Since 2014, noninvasive testing has identified aneuploidies in chromosomes 13, 16, 18, 21, 22, X and Y, including Down syndrome (caused by trisomy 21), Edwards syndrome (caused by trisomy 18), Patau syndrome (caused by trisomy 13), as well as sex chromosome aneuploidies, such as Turner syndrome (45, X) and Klinefelter syndrome (47, XXY). NIPT can also detect congenital heart disease such as atrioventricular septal defect, which can also be a side effect in the aforementioned chromosomal conditions. These methods of cffDNA sequencing have sensitivity and specificity rates greater than 99% in identifying Trisomy 21. Sensitivity and specificity rates are lower for other aneuploidies, such as trisomy 18 (97–99% and > 99%, respectively), trisomy 13 (87–99% and > 99%, respectively), and 45, X (92–95% and 99%, respectively). The low false positive rate (1–3%) is one of the advantages of NIPT which allows pregnant women to avoid invasive procedures. In the UK the Advertising Standards Authority has stated that one should not quote "Detection Rate" figures unless the figures are accompanied by (i.e. alongside) a robust "Positive Predictive Value" figure; and a clear explanations about what both figures mean.
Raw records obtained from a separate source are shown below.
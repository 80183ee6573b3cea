//! Issue CRUD behind the access-control policy, plus the status-change
//! notification side effect.

use std::sync::Arc;

use trackline_core::{
    policy, DomainResult, Error, Issue, IssueId, IssuePatch, NewIssue, Project, ProjectId, User,
};
use trackline_notify::{Notifier, StatusChangeNotice};
use trackline_store::{IssueStore, Page, ProjectStore, StoreError, UserStore};

/// Creation input. `project_id` stays optional here so its absence can
/// surface as the domain error `ProjectRequired` instead of a parse failure.
#[derive(Debug, Clone)]
pub struct IssueDraft {
    pub title: String,
    pub kind: String,
    pub status: String,
    pub project_id: Option<ProjectId>,
}

pub struct IssueService {
    issues: Arc<dyn IssueStore>,
    projects: Arc<dyn ProjectStore>,
    users: Arc<dyn UserStore>,
    notifier: Arc<dyn Notifier>,
}

impl IssueService {
    pub fn new(
        issues: Arc<dyn IssueStore>,
        projects: Arc<dyn ProjectStore>,
        users: Arc<dyn UserStore>,
        notifier: Arc<dyn Notifier>,
    ) -> Self {
        Self {
            issues,
            projects,
            users,
            notifier,
        }
    }

    /// Resolve an issue's parent for authorization inheritance. Includes
    /// soft-deleted projects: deleting a project does not cut off access to
    /// issues that already exist under it.
    async fn parent(&self, project_id: ProjectId) -> DomainResult<Project> {
        self.projects
            .get_any(project_id)
            .await?
            .ok_or(Error::ProjectNotFound)
    }

    pub async fn retrieve(&self, actor: &User, id: IssueId) -> DomainResult<Issue> {
        let issue = self.issues.get(id).await?.ok_or(Error::IssueNotFound)?;

        let parent = self.parent(issue.project_id).await?;
        policy::can_read_issue(actor, &parent)?;
        Ok(issue)
    }

    /// Admin sees all issues; everyone else only those of projects they own
    /// or are assigned to.
    pub async fn list(&self, actor: &User, page: Page) -> DomainResult<Vec<Issue>> {
        if actor.is_admin {
            Ok(self.issues.list(page).await?)
        } else {
            Ok(self.issues.list_by_user_projects(actor.id, page).await?)
        }
    }

    /// Issues of one project; readable by whoever may read the project.
    pub async fn list_by_project(
        &self,
        actor: &User,
        project_id: ProjectId,
        page: Page,
    ) -> DomainResult<Vec<Issue>> {
        let project = self
            .projects
            .get(project_id)
            .await?
            .ok_or(Error::ProjectNotFound)?;

        policy::can_read_issue(actor, &project)?;
        Ok(self.issues.list_by_project(project_id, page).await?)
    }

    /// Create an issue under an existing, non-deleted project. Only the
    /// project owner may do this; admins may not.
    pub async fn create(&self, actor: &User, draft: IssueDraft) -> DomainResult<Issue> {
        if actor.is_admin {
            return Err(Error::PermissionDenied);
        }

        let project_id = draft.project_id.ok_or(Error::ProjectRequired)?;
        let project = self
            .projects
            .get(project_id)
            .await?
            .ok_or(Error::ProjectNotFound)?;

        policy::can_create_issue(actor, &project)?;

        Ok(self
            .issues
            .create(NewIssue {
                title: draft.title,
                kind: draft.kind,
                status: draft.status,
                project_id,
            })
            .await?)
    }

    /// Partial update. A payload carrying `status` dispatches exactly one
    /// notification to the project owner, off the request path, with the
    /// pre-update status for display.
    pub async fn update(&self, actor: &User, id: IssueId, patch: IssuePatch) -> DomainResult<Issue> {
        let issue = self.issues.get(id).await?.ok_or(Error::IssueNotFound)?;

        let parent = self.parent(issue.project_id).await?;
        policy::can_update_issue(actor, &parent)?;

        let old_status = issue.status.clone();
        let status_changed = patch.status.is_some();

        let updated = match self.issues.update(id, patch).await {
            Ok(updated) => updated,
            Err(StoreError::RowNotFound) => return Err(Error::IssueNotFound),
            Err(err) => return Err(err.into()),
        };

        if status_changed {
            self.dispatch_status_notice(&parent, &updated, old_status);
        }

        Ok(updated)
    }

    /// Soft delete, project owner only (admin is not sufficient).
    pub async fn delete(&self, actor: &User, id: IssueId) -> DomainResult<Issue> {
        let issue = self.issues.get(id).await?.ok_or(Error::IssueNotFound)?;

        let parent = self.parent(issue.project_id).await?;
        policy::can_delete_issue(actor, &parent)?;

        match self.issues.soft_delete(id).await {
            Ok(deleted) => Ok(deleted),
            Err(StoreError::RowNotFound) => Err(Error::IssueNotFound),
            Err(err) => Err(err.into()),
        }
    }

    /// Fire-and-forget: the owner lookup and the send both happen on a
    /// spawned task. Failures are logged and swallowed; the owning request
    /// has already succeeded.
    fn dispatch_status_notice(&self, parent: &Project, issue: &Issue, old_status: String) {
        let users = Arc::clone(&self.users);
        let notifier = Arc::clone(&self.notifier);
        let owner_id = parent.owner_id;
        let notice_base = StatusChangeNotice {
            issue_id: issue.id,
            project_id: parent.id,
            from_status: old_status,
            to_status: issue.status.clone(),
            recipient: String::new(),
        };

        tokio::spawn(async move {
            let owner = match users.get(owner_id).await {
                Ok(Some(owner)) => owner,
                Ok(None) => {
                    tracing::warn!(%owner_id, "status notice dropped: project owner not found");
                    return;
                }
                Err(err) => {
                    tracing::warn!(%owner_id, "status notice dropped: owner lookup failed: {err}");
                    return;
                }
            };

            let notice = StatusChangeNotice {
                recipient: owner.email,
                ..notice_base
            };

            if let Err(err) = notifier.status_changed(notice).await {
                tracing::warn!("unable to send status-change mail: {err}");
            }
        });
    }
}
NIPT can determine paternity and may be able to determine fetal sex earlier in gestation than previous tests such as ultrasounds. It is recommended that the test be performed towards the end of the first trimester to the beginning of the second trimester, when there is enough cffDNA circulating in the mother's bloodstream to be detectable. If the test is performed too early the test is more likely to yield a false negative result because there is not enough cffDNA in the sample. False negative results for NIPT would indicate that the fetus does not have a genetic abnormality when it actually does. It is also used to determine fetal Rhesus D, which can prevent mothers who are Rhesus D negative from undergoing unnecessary prophylactic treatment. Finally, it is used to detect genetic mutations, such as duplications or microdeletions, including 1p, 5p, 15q, 22q, 11q, 8q, and 4p. The sensitivity and specificity of these tests, however, for most have not yet been validated.

The Natera SMART study however has shown that most cases of 22q11.2 deletion can be detected using SNP-based NIPT/NIPS (Panorama) including smaller nested deletions whilst still maintaining a low false positive rate. Single nucleotide polymorphism (SNP) NIPT can also detect Triploidy and can differentiate between maternal and "fetal" DNA which reduces the redraw rate and allows determination of gender for each fetus in twin pregnancies and can be done from 9 weeks of pregnancy.

For micro deletions such as DiGeorge syndrome, 1p36 deletion, Cri-du-chat syndrome, Wolf-Hirschhorn syndrome, Prader-Willi and Angelman syndromes, positive results can be incorrect as much as 85% of the time, according to a New York Times investigation.

There is some ethical debate surrounding NIPT and eugenics, because the results of this test can lead to parents opting for abortion if the fetus tests positive for a genetic disorder.